Guardate il primo grafico a fondo pagina: ci dice come negli ultimi sette giorni lavorativi in Grecia le fughe di capitali dal sistema bancario siano state pari a 3,4 miliardi di euro! Significa che il 2,5% di tutti i depositi greci sono spariti negli ultimi cinque giorni! Mettendo il dato in prospettiva, sarebbe come se i correntisti Usa avessero ritirato dalle banche circa 280 miliardi di dollari, visto che il totale dei depositi Usa è di circa 10,7 triliardi di dollari. E se davvero, a fronte dell’irrigidimento delle posizioni (nel weekend, durante il G7 in Baviera, Juncker si è rifiutato di incontrare Tsipras), la Bce dovesse decidere di non alzare più i fondi Ela per la banche greche, ormai totalmente dipendenti da quei soldi per restare solvibili? Sarebbe default e oltretutto disordinato, con tutte le conseguenze del caso. 

Ora, guardate gli altri due grafici e ditemi se anche a voi non viene in mente un parallelo e un possibile epilogo: al netto della separazione tra mondo degli unicorni (valutazioni di Wall Street) e mondo reale (dati macro Usa), come ci dimostra il secondo grafico relativo al vero re della situazione – il flusso – non è che la Fed sia pronta davvero ad alzare i tassi di un quarto di punto e a sacrificare qualche milione di detentori di debito sovrano nel mondo per ottenere quella correzione che spianerebbe la strada entro fine anno a un Qe4 in grande stile, esattamente come la Bce ha affrettato l’avvio del proprio Qe perché le sanzioni contro la Russia stavano devastando l’economia tedesca? 

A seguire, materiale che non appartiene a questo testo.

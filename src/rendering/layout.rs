/// Layout primitives for card templates

use crate::autofit::TextMeasure;

#[derive(Debug, Clone, Copy, PartialEq)]
pub struct Rect {
    pub x: i32,
    pub y: i32,
    pub width: u32,
    pub height: u32,
}

impl Rect {
    pub const fn new(x: i32, y: i32, width: u32, height: u32) -> Self {
        Self { x, y, width, height }
    }

    pub fn is_empty(&self) -> bool {
        self.width == 0 || self.height == 0
    }
}

#[derive(Debug, Clone, Copy, PartialEq, Eq)]
pub enum Align {
    Left,
    Center,
}

#[derive(Debug, Clone, Copy, PartialEq, Eq)]
pub enum ImageShape {
    Square,
    Circle,
}

pub type Rgba = [u8; 4];

/// What a positioned node draws.
#[derive(Debug, Clone, PartialEq)]
pub enum NodeKind {
    Fill {
        rgba: Rgba,
    },
    /// Lines are already wrapped; `font_px` is the final (autofit) size.
    Text {
        lines: Vec<String>,
        font_px: u32,
        line_height: f32,
        rgba: Rgba,
        align: Align,
    },
    /// `source` is a form image payload; `None` draws the empty placeholder.
    Image {
        source: Option<String>,
        shape: ImageShape,
        placeholder: Rgba,
    },
}

#[derive(Debug, Clone, PartialEq)]
pub struct LayoutNode {
    pub rect: Rect,
    pub kind: NodeKind,
}

impl LayoutNode {
    pub fn fill(rect: Rect, rgba: Rgba) -> Self {
        Self { rect, kind: NodeKind::Fill { rgba } }
    }

    pub fn text(rect: Rect, text: impl Into<String>, font_px: u32, rgba: Rgba, align: Align) -> Self {
        Self {
            rect,
            kind: NodeKind::Text {
                lines: vec![text.into()],
                font_px,
                line_height: 1.2,
                rgba,
                align,
            },
        }
    }

    pub fn paragraph(rect: Rect, lines: Vec<String>, font_px: u32, rgba: Rgba, align: Align) -> Self {
        Self {
            rect,
            kind: NodeKind::Text { lines, font_px, line_height: 1.4, rgba, align },
        }
    }

    pub fn image(rect: Rect, source: Option<&str>, shape: ImageShape, placeholder: Rgba) -> Self {
        Self {
            rect,
            kind: NodeKind::Image {
                source: source.map(str::to_string),
                shape,
                placeholder,
            },
        }
    }

    /// Text of a text node, lines joined with `\n`.
    pub fn text_content(&self) -> Option<String> {
        match &self.kind {
            NodeKind::Text { lines, .. } => Some(lines.join("\n")),
            _ => None,
        }
    }
}

/// A laid-out card: the unit that gets mounted on the stage and captured.
#[derive(Debug, Clone, PartialEq)]
pub struct CardElement {
    pub id: String,
    pub width: u32,
    pub height: u32,
    pub background: Rgba,
    pub nodes: Vec<LayoutNode>,
}

/// Greedy word wrap against `max_width` at `px`, keeping at most `max_lines`.
///
/// The last kept line ends in "..." when text was dropped.
pub fn wrap_lines(
    text: &str,
    px: f32,
    max_width: f32,
    max_lines: usize,
    measure: &dyn TextMeasure,
) -> Vec<String> {
    let mut lines: Vec<String> = Vec::new();
    let mut cur = String::new();
    let mut truncated = false;

    for word in text.split_whitespace() {
        let candidate = if cur.is_empty() { word.to_string() } else { format!("{} {}", cur, word) };
        if cur.is_empty() || measure.width(&candidate, px) <= max_width {
            cur = candidate;
            continue;
        }
        lines.push(std::mem::replace(&mut cur, word.to_string()));
        if lines.len() == max_lines {
            truncated = true;
            break;
        }
    }
    if !truncated && !cur.is_empty() {
        lines.push(cur);
    }
    if lines.len() > max_lines {
        lines.truncate(max_lines);
        truncated = true;
    }

    if truncated {
        if let Some(last) = lines.last_mut() {
            while !last.is_empty() && measure.width(&format!("{}...", last), px) > max_width {
                match last.rsplit_once(' ') {
                    Some((head, _)) => *last = head.to_string(),
                    None => {
                        last.pop();
                    }
                }
            }
            last.push_str("...");
        }
    }
    lines
}

#[cfg(test)]
mod tests {
    use super::*;
    use crate::autofit::AdvanceTable;

    fn mono() -> AdvanceTable {
        // every letter 1em wide, spaces too
        let mut t = AdvanceTable::new().with_advance(' ', 1.0);
        for c in 'a'..='z' {
            t = t.with_advance(c, 1.0);
        }
        t.with_advance('.', 1.0)
    }

    #[test]
    fn wrap_breaks_on_words() {
        let lines = wrap_lines("aaa bbb ccc", 1.0, 7.0, 5, &mono());
        assert_eq!(lines, vec!["aaa bbb", "ccc"]);
    }

    #[test]
    fn wrap_truncates_with_ellipsis() {
        let lines = wrap_lines("aaa bbb ccc ddd eee", 1.0, 7.0, 2, &mono());
        assert_eq!(lines.len(), 2);
        assert_eq!(lines[0], "aaa bbb");
        assert!(lines[1].ends_with("..."));
        assert!(mono().width(&lines[1], 1.0) <= 7.0);
    }

    #[test]
    fn wrap_of_blank_text_is_empty() {
        assert!(wrap_lines("   ", 1.0, 10.0, 3, &mono()).is_empty());
    }

    #[test]
    fn overlong_single_word_stays_on_its_line() {
        let lines = wrap_lines("abcdefghijkl", 1.0, 5.0, 3, &mono());
        assert_eq!(lines, vec!["abcdefghijkl"]);
    }
}
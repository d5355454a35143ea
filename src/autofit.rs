//! Shrink-to-fit font sizing.
//!
//! [`fit`] steps a font size down from a base value until the measured text
//! width fits the available space or the floor is reached. Measurement is a
//! capability supplied by the caller through [`TextMeasure`], so the same
//! routine runs against a real TrueType face or the built-in advance table.

use std::collections::HashMap;
use std::path::Path;
use std::sync::Arc;

use log::debug;
use rusttype::{point, Font, Scale};

use crate::{Error, Result};

/// Size decrement per iteration, in pixels.
pub const STEP_PX: u32 = 2;

/// DejaVu Sans, used when no font file is given.
static DEJAVU_SANS: &[u8] = include_bytes!("../assets/DejaVuSans.ttf");

/// Anything that can tell how wide a string renders at a given pixel size.
pub trait TextMeasure: Send + Sync {
    fn width(&self, text: &str, px: f32) -> f32;
}

/// Per-field sizing parameters.
#[derive(Debug, Clone, Copy, PartialEq)]
pub struct FitParams {
    pub base_px: u32,
    pub min_px: u32,
    pub max_width_px: f32,
}

impl FitParams {
    pub fn new(base_px: u32, min_px: u32, max_width_px: f32) -> Result<Self> {
        if base_px == 0 {
            return Err(Error::ConfigError("base font size must be positive".into()));
        }
        if min_px > base_px {
            return Err(Error::ConfigError(format!(
                "minimum font size {}px is above the base size {}px",
                min_px, base_px
            )));
        }
        if max_width_px.is_nan() || max_width_px <= 0.0 {
            return Err(Error::ConfigError("max width must be positive".into()));
        }
        Ok(Self { base_px, min_px, max_width_px })
    }
}

/// Largest size in `[min_px, base_px]` at which `text` fits `max_width_px`.
///
/// Empty text returns the base size without measuring. When even the floor
/// overflows, the floor is returned and the overflow is left alone.
pub fn fit(text: &str, params: FitParams, measure: &dyn TextMeasure) -> u32 {
    let FitParams { base_px, min_px, max_width_px } = params;
    let min_px = min_px.min(base_px);
    if text.is_empty() {
        return base_px;
    }

    let mut size = base_px;
    while size > min_px && measure.width(text, size as f32) > max_width_px {
        size = size.saturating_sub(STEP_PX).max(min_px);
    }
    size
}

/// Deterministic advance-width table in em units.
///
/// Approximates a proportional sans face; characters missing from the
/// override map fall back to a class-based width.
#[derive(Debug, Clone, Default)]
pub struct AdvanceTable {
    overrides: HashMap<char, f32>,
    letter_spacing_em: f32,
}

impl AdvanceTable {
    pub fn new() -> Self {
        Self::default()
    }

    pub fn with_advance(mut self, c: char, em: f32) -> Self {
        self.overrides.insert(c, em);
        self
    }

    pub fn with_letter_spacing(mut self, em: f32) -> Self {
        self.letter_spacing_em = em;
        self
    }

    /// Advance of `c` in em units.
    pub fn advance(&self, c: char) -> f32 {
        if let Some(em) = self.overrides.get(&c) {
            return *em;
        }
        match c {
            ' ' => 0.28,
            'i' | 'j' | 'l' | '.' | ',' | '\'' | '!' | '|' | ':' | ';' => 0.24,
            'f' | 't' | 'r' | 'I' | '(' | ')' | '-' => 0.34,
            'm' | 'w' | 'M' | 'W' | '@' => 0.86,
            'A'..='Z' => 0.68,
            '0'..='9' => 0.56,
            'a'..='z' => 0.52,
            _ => 0.6,
        }
    }
}

impl TextMeasure for AdvanceTable {
    fn width(&self, text: &str, px: f32) -> f32 {
        let em: f32 = text
            .chars()
            .map(|c| self.advance(c) + self.letter_spacing_em)
            .sum();
        em * px
    }
}

/// A TrueType face used both for measuring and for drawing glyphs.
#[derive(Clone)]
pub struct FontMeasure {
    font: Arc<Font<'static>>,
}

impl FontMeasure {
    pub fn from_bytes(data: Vec<u8>) -> Result<Self> {
        let font = Font::try_from_vec(data)
            .ok_or_else(|| Error::ConfigError("font data could not be parsed".into()))?;
        Ok(Self { font: Arc::new(font) })
    }

    /// The bundled DejaVu Sans face.
    pub fn embedded() -> Result<Self> {
        let font = Font::try_from_bytes(DEJAVU_SANS)
            .ok_or_else(|| Error::ConfigError("bundled font could not be parsed".into()))?;
        Ok(Self { font: Arc::new(font) })
    }

    pub fn load(path: impl AsRef<Path>) -> Result<Self> {
        let path = path.as_ref();
        let data = std::fs::read(path)?;
        debug!("loaded font {} ({} bytes)", path.display(), data.len());
        Self::from_bytes(data)
    }

    pub fn font(&self) -> &Font<'static> {
        &self.font
    }
}

impl std::fmt::Debug for FontMeasure {
    fn fmt(&self, f: &mut std::fmt::Formatter<'_>) -> std::fmt::Result {
        f.debug_struct("FontMeasure").field("glyphs", &self.font.glyph_count()).finish()
    }
}

impl TextMeasure for FontMeasure {
    fn width(&self, text: &str, px: f32) -> f32 {
        let scale = Scale::uniform(px);
        self.font
            .layout(text, scale, point(0.0, 0.0))
            .last()
            .map(|g| g.position().x + g.unpositioned().h_metrics().advance_width)
            .unwrap_or(0.0)
    }
}

/// The face a card is measured and painted with.
#[derive(Debug, Clone)]
pub enum Typeface {
    /// No font file: text is measured with an [`AdvanceTable`] and painted as ink blocks.
    Builtin(AdvanceTable),
    TrueType(FontMeasure),
}

impl Typeface {
    /// Real glyphs from the bundled face.
    pub fn embedded() -> Result<Self> {
        FontMeasure::embedded().map(Typeface::TrueType)
    }
}

impl Default for Typeface {
    fn default() -> Self {
        Typeface::Builtin(AdvanceTable::new())
    }
}

impl TextMeasure for Typeface {
    fn width(&self, text: &str, px: f32) -> f32 {
        match self {
            Typeface::Builtin(t) => t.width(text, px),
            Typeface::TrueType(f) => f.width(text, px),
        }
    }
}
//! Software rasterizer for card paint commands

use image::codecs::png::PngEncoder;
use image::imageops::{self, FilterType};
use image::{ColorType, ImageEncoder, Rgba, RgbaImage};
use log::debug;
use rusttype::{point, Scale};

use crate::autofit::{TextMeasure, Typeface};
use crate::data_url;
use crate::rendering::layout::{Align, ImageShape};
use crate::rendering::paint::PaintCommand;
use crate::{Error, Result};

/// Largest bitmap edge the rasterizer will allocate.
pub const MAX_DIMENSION: u32 = 8192;

/// Rasterize `commands` onto a `width`x`height` logical canvas at `scale`.
pub fn rasterize(
    commands: &[PaintCommand],
    width: u32,
    height: u32,
    scale: u32,
    typeface: &Typeface,
) -> Result<RgbaImage> {
    let (w, h) = scaled_size(width, height, scale)?;
    let mut img = RgbaImage::from_pixel(w, h, Rgba([0, 0, 0, 0]));
    let s = scale as f32;

    for cmd in commands {
        match cmd {
            PaintCommand::SolidRect { x, y, width, height, rgba } => {
                fill_rect(
                    &mut img,
                    *x as f32 * s,
                    *y as f32 * s,
                    *width as f32 * s,
                    *height as f32 * s,
                    *rgba,
                );
            }
            PaintCommand::Text { x, y, width, font_px, text, rgba, align } => {
                let px = font_px * s;
                let box_w = *width as f32 * s;
                let text_w = typeface.width(text, px);
                let left = match align {
                    Align::Left => *x as f32 * s,
                    Align::Center => *x as f32 * s + (box_w - text_w) / 2.0,
                };
                draw_text(&mut img, typeface, text, px, left, *y as f32 * s, *rgba);
            }
            PaintCommand::Image { x, y, width, height, source, shape, placeholder } => {
                let rect = (
                    *x as i64 * scale as i64,
                    *y as i64 * scale as i64,
                    width.saturating_mul(scale).min(w),
                    height.saturating_mul(scale).min(h),
                );
                draw_image(&mut img, rect, source.as_deref(), *shape, *placeholder)?;
            }
        }
    }
    Ok(img)
}

/// Lossless PNG encoding.
pub fn encode_png(img: &RgbaImage) -> Result<Vec<u8>> {
    let mut buf = Vec::new();
    PngEncoder::new(&mut buf).write_image(img.as_raw(), img.width(), img.height(), ColorType::Rgba8)?;
    Ok(buf)
}

fn scaled_size(width: u32, height: u32, scale: u32) -> Result<(u32, u32)> {
    if width == 0 || height == 0 || scale == 0 {
        return Err(Error::CaptureError(format!(
            "cannot capture a {}x{} element at scale {}",
            width, height, scale
        )));
    }
    let w = width.checked_mul(scale).filter(|v| *v <= MAX_DIMENSION);
    let h = height.checked_mul(scale).filter(|v| *v <= MAX_DIMENSION);
    match (w, h) {
        (Some(w), Some(h)) => Ok((w, h)),
        _ => Err(Error::CaptureError(format!(
            "{}x{} at scale {} exceeds the {}px limit",
            width, height, scale, MAX_DIMENSION
        ))),
    }
}

/// Source-over blend of `src` with `coverage` in [0, 1].
fn blend(dst: &mut Rgba<u8>, src: [u8; 4], coverage: f32) {
    let a = (src[3] as f32 / 255.0) * coverage.clamp(0.0, 1.0);
    if a <= 0.0 {
        return;
    }
    let da = dst.0[3] as f32 / 255.0;
    let out_a = a + da * (1.0 - a);
    for i in 0..3 {
        let c = (src[i] as f32 * a + dst.0[i] as f32 * da * (1.0 - a)) / out_a;
        dst.0[i] = c.round().clamp(0.0, 255.0) as u8;
    }
    dst.0[3] = (out_a * 255.0).round() as u8;
}

fn put(img: &mut RgbaImage, x: i64, y: i64, src: [u8; 4], coverage: f32) {
    if x < 0 || y < 0 || x >= img.width() as i64 || y >= img.height() as i64 {
        return;
    }
    blend(img.get_pixel_mut(x as u32, y as u32), src, coverage);
}

fn fill_rect(img: &mut RgbaImage, x: f32, y: f32, w: f32, h: f32, rgba: [u8; 4]) {
    let x0 = x.round().max(0.0) as i64;
    let y0 = y.round().max(0.0) as i64;
    let x1 = ((x + w).round() as i64).min(img.width() as i64);
    let y1 = ((y + h).round() as i64).min(img.height() as i64);
    for py in y0..y1 {
        for px in x0..x1 {
            put(img, px, py, rgba, 1.0);
        }
    }
}

fn draw_text(img: &mut RgbaImage, typeface: &Typeface, text: &str, px: f32, left: f32, top: f32, rgba: [u8; 4]) {
    match typeface {
        Typeface::TrueType(face) => {
            let font = face.font();
            let scale = Scale::uniform(px);
            let baseline = top + font.v_metrics(scale).ascent;
            for glyph in font.layout(text, scale, point(left, baseline)) {
                if let Some(bb) = glyph.pixel_bounding_box() {
                    glyph.draw(|gx, gy, v| {
                        put(img, bb.min.x as i64 + gx as i64, bb.min.y as i64 + gy as i64, rgba, v);
                    });
                }
            }
        }
        Typeface::Builtin(table) => {
            // ink blocks: one box per visible character, x-height tall
            let mut caret = left;
            for c in text.chars() {
                let adv = table.width(c.encode_utf8(&mut [0; 4]), px);
                if !c.is_whitespace() {
                    fill_rect(img, caret + adv * 0.1, top + px * 0.3, adv * 0.8, px * 0.65, rgba);
                }
                caret += adv;
            }
        }
    }
}

fn inside(shape: ImageShape, px: u32, py: u32, w: u32, h: u32) -> bool {
    match shape {
        ImageShape::Square => true,
        ImageShape::Circle => {
            let cx = w as f32 / 2.0;
            let cy = h as f32 / 2.0;
            let r = w.min(h) as f32 / 2.0;
            let dx = px as f32 + 0.5 - cx;
            let dy = py as f32 + 0.5 - cy;
            dx * dx + dy * dy <= r * r
        }
    }
}

fn draw_image(
    img: &mut RgbaImage,
    (x, y, w, h): (i64, i64, u32, u32),
    source: Option<&str>,
    shape: ImageShape,
    placeholder: [u8; 4],
) -> Result<()> {
    if w == 0 || h == 0 {
        return Ok(());
    }

    let loaded = match source {
        Some(src) if data_url::is_data_url(src) => Some(decode_cover(src, w, h)?),
        Some(src) => {
            // remote reference that nobody has fetched yet
            debug!("image {} not loaded at capture time; painting placeholder", src);
            None
        }
        None => None,
    };

    for py in 0..h {
        for px in 0..w {
            if !inside(shape, px, py, w, h) {
                continue;
            }
            let src = match &loaded {
                Some(pic) => pic.get_pixel(px, py).0,
                None => placeholder,
            };
            put(img, x + px as i64, y + py as i64, src, 1.0);
        }
    }
    Ok(())
}

/// Decode a data URL and cover-fit it to `w`x`h` (center crop, then resize).
fn decode_cover(src: &str, w: u32, h: u32) -> Result<RgbaImage> {
    let bytes = data_url::decode(src)?;
    let pic = image::load_from_memory(&bytes)
        .map_err(|e| Error::CaptureError(format!("image data could not be decoded: {}", e)))?
        .to_rgba8();
    let (sw, sh) = pic.dimensions();
    if sw == 0 || sh == 0 {
        return Err(Error::CaptureError("image has no pixels".into()));
    }

    let target = w as f32 / h as f32;
    let (cw, ch) = if sw as f32 / sh as f32 > target {
        (((sh as f32 * target).round() as u32).clamp(1, sw), sh)
    } else {
        (sw, ((sw as f32 / target).round() as u32).clamp(1, sh))
    };
    let cropped = imageops::crop_imm(&pic, (sw - cw) / 2, (sh - ch) / 2, cw, ch).to_image();
    Ok(imageops::resize(&cropped, w, h, FilterType::Triangle))
}

#[cfg(test)]
mod tests {
    use super::*;

    fn solid(x: i32, y: i32, w: u32, h: u32, rgba: [u8; 4]) -> PaintCommand {
        PaintCommand::SolidRect { x, y, width: w, height: h, rgba }
    }

    #[test]
    fn output_is_scaled() {
        let img = rasterize(&[solid(0, 0, 4, 3, [255, 0, 0, 255])], 4, 3, 2, &Typeface::default()).unwrap();
        assert_eq!(img.dimensions(), (8, 6));
        assert_eq!(img.get_pixel(7, 5).0, [255, 0, 0, 255]);
    }

    #[test]
    fn zero_sized_or_huge_canvases_fail_with_capture_error() {
        assert!(matches!(rasterize(&[], 0, 10, 2, &Typeface::default()), Err(Error::CaptureError(_))));
        assert!(matches!(rasterize(&[], 10, 10, 0, &Typeface::default()), Err(Error::CaptureError(_))));
        assert!(matches!(
            rasterize(&[], MAX_DIMENSION, 10, 2, &Typeface::default()),
            Err(Error::CaptureError(_))
        ));
    }

    #[test]
    fn half_transparent_fill_blends() {
        let cmds = [solid(0, 0, 1, 1, [0, 0, 0, 255]), solid(0, 0, 1, 1, [255, 255, 255, 128])];
        let img = rasterize(&cmds, 1, 1, 1, &Typeface::default()).unwrap();
        let p = img.get_pixel(0, 0).0;
        assert!(p[0] > 120 && p[0] < 135, "{:?}", p);
        assert_eq!(p[3], 255);
    }

    #[test]
    fn builtin_text_leaves_ink() {
        let cmds = [
            solid(0, 0, 100, 20, [0, 0, 0, 255]),
            PaintCommand::Text {
                x: 0,
                y: 0,
                width: 100,
                font_px: 16.0,
                text: "Hi".into(),
                rgba: [255, 255, 255, 255],
                align: Align::Center,
            },
        ];
        let img = rasterize(&cmds, 100, 20, 1, &Typeface::default()).unwrap();
        assert!(img.pixels().any(|p| p.0 == [255, 255, 255, 255]));
        // centered text leaves the left edge untouched
        assert_eq!(img.get_pixel(0, 10).0, [0, 0, 0, 255]);
    }

    #[test]
    fn embedded_face_draws_antialiased_glyphs() {
        let cmds = [
            solid(0, 0, 100, 40, [0, 0, 0, 255]),
            PaintCommand::Text {
                x: 0,
                y: 0,
                width: 100,
                font_px: 28.0,
                text: "Ann".into(),
                rgba: [255, 255, 255, 255],
                align: Align::Left,
            },
        ];
        let img = rasterize(&cmds, 100, 40, 1, &Typeface::embedded().unwrap()).unwrap();
        assert!(img.pixels().any(|p| p.0 == [255, 255, 255, 255]));
        // glyph edges blend into the background, block ink never does
        assert!(img.pixels().any(|p| p.0[0] > 0 && p.0[0] < 255));
    }

    #[test]
    fn pending_remote_image_paints_placeholder() {
        let cmds = [PaintCommand::Image {
            x: 0,
            y: 0,
            width: 4,
            height: 4,
            source: Some("https://dl.example.com/p.png".into()),
            shape: ImageShape::Square,
            placeholder: [10, 20, 30, 255],
        }];
        let img = rasterize(&cmds, 4, 4, 1, &Typeface::default()).unwrap();
        assert_eq!(img.get_pixel(2, 2).0, [10, 20, 30, 255]);
    }

    #[test]
    fn circle_mask_leaves_corners_clear() {
        let cmds = [PaintCommand::Image {
            x: 0,
            y: 0,
            width: 10,
            height: 10,
            source: None,
            shape: ImageShape::Circle,
            placeholder: [10, 20, 30, 255],
        }];
        let img = rasterize(&cmds, 10, 10, 1, &Typeface::default()).unwrap();
        assert_eq!(img.get_pixel(0, 0).0[3], 0);
        assert_eq!(img.get_pixel(5, 5).0, [10, 20, 30, 255]);
    }

    #[test]
    fn embedded_photo_is_decoded_and_drawn() {
        let photo = RgbaImage::from_pixel(3, 2, Rgba([0, 200, 0, 255]));
        let url = data_url::encode("image/png", &encode_png(&photo).unwrap());
        let cmds = [PaintCommand::Image {
            x: 0,
            y: 0,
            width: 4,
            height: 4,
            source: Some(url),
            shape: ImageShape::Square,
            placeholder: [0, 0, 0, 255],
        }];
        let img = rasterize(&cmds, 4, 4, 2, &Typeface::default()).unwrap();
        assert_eq!(img.get_pixel(4, 4).0, [0, 200, 0, 255]);
    }

    #[test]
    fn gif_photo_is_decoded_and_drawn() {
        let frame = RgbaImage::from_pixel(2, 2, Rgba([200, 0, 0, 255]));
        let mut gif = Vec::new();
        image::codecs::gif::GifEncoder::new(&mut gif)
            .encode(frame.as_raw(), 2, 2, ColorType::Rgba8)
            .unwrap();
        let url = data_url::encode(data_url::image_mime(&gif).unwrap(), &gif);
        assert!(url.starts_with("data:image/gif;base64,"));

        let cmds = [PaintCommand::Image {
            x: 0,
            y: 0,
            width: 4,
            height: 4,
            source: Some(url),
            shape: ImageShape::Square,
            placeholder: [0, 0, 255, 255],
        }];
        let img = rasterize(&cmds, 4, 4, 2, &Typeface::default()).unwrap();
        let p = img.get_pixel(4, 4).0;
        assert!(p[0] > 180 && p[1] < 30 && p[2] < 30, "{:?}", p);
        assert_eq!(p[3], 255);
    }

    #[test]
    fn undecodable_photo_is_a_capture_error() {
        let cmds = [PaintCommand::Image {
            x: 0,
            y: 0,
            width: 4,
            height: 4,
            source: Some(data_url::encode("image/png", b"not a png")),
            shape: ImageShape::Square,
            placeholder: [0, 0, 0, 255],
        }];
        let err = rasterize(&cmds, 4, 4, 1, &Typeface::default()).unwrap_err();
        assert!(matches!(err, Error::CaptureError(_)));
    }

    #[test]
    fn encoded_png_has_signature() {
        let img = RgbaImage::from_pixel(2, 2, Rgba([1, 2, 3, 255]));
        let png = encode_png(&img).unwrap();
        assert_eq!(&png[0..8], b"\x89PNG\r\n\x1a\n");
    }
}
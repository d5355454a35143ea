//! Error types for card rendering, export and manager lookup

use thiserror::Error;

/// Result type alias for cardsmith operations
pub type Result<T> = std::result::Result<T, Error>;

/// Errors that can occur while building, exporting or resolving cards
#[derive(Error, Debug)]
pub enum Error {
    /// The export target is not mounted on the stage
    #[error("Element not found: {0}")]
    ElementNotFound(String),

    /// Rasterization or PNG encoding failed
    #[error("Capture failed: {0}")]
    CaptureError(String),

    /// Photo bytes in a format the rasterizer cannot decode
    #[error("Unsupported image: {0}")]
    UnsupportedImage(String),

    /// Another capture is still running on this exporter
    #[error("An export is already in progress")]
    ExportBusy,

    /// The record store query failed (transport, status, decoding or credentials)
    #[error("Manager lookup failed: {0}")]
    LookupFailed(String),

    /// Invalid configuration
    #[error("Invalid configuration: {0}")]
    ConfigError(String),

    /// Saving the exported file failed
    #[error("I/O error: {0}")]
    Io(#[from] std::io::Error),

    /// Generic error
    #[error("{0}")]
    Other(String),
}

impl Error {
    /// Fold any store-side error into `LookupFailed`, keeping its message.
    pub(crate) fn into_lookup(self) -> Self {
        match self {
            e @ Error::LookupFailed(_) => e,
            other => Error::LookupFailed(other.to_string()),
        }
    }
}

impl From<image::ImageError> for Error {
    fn from(err: image::ImageError) -> Self {
        Error::CaptureError(err.to_string())
    }
}

#[cfg(feature = "airtable")]
impl From<reqwest::Error> for Error {
    fn from(err: reqwest::Error) -> Self {
        Error::LookupFailed(err.to_string())
    }
}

Ah, perché non lo sapevate che è andata così? Allora ve lo dico io, peccato che adesso la conseguenza e l’effetto collaterale è un rendimento del Bund che sta esplodendo: mi chiedo quindi, davvero avendo un surplus di budget, la Germania continuerà a emettere debito soltanto per garantire alla Bce fornitura per i suoi acquisti pro-quota (con i Bund a farla da padrone) da 60 miliardi al mese? Oppure, al netto della Grecia, sarà Berlino a staccare la spina di questa eurozona? I mesi estivi ci diranno molto al riguardo ma viviamo tempi pericolosi.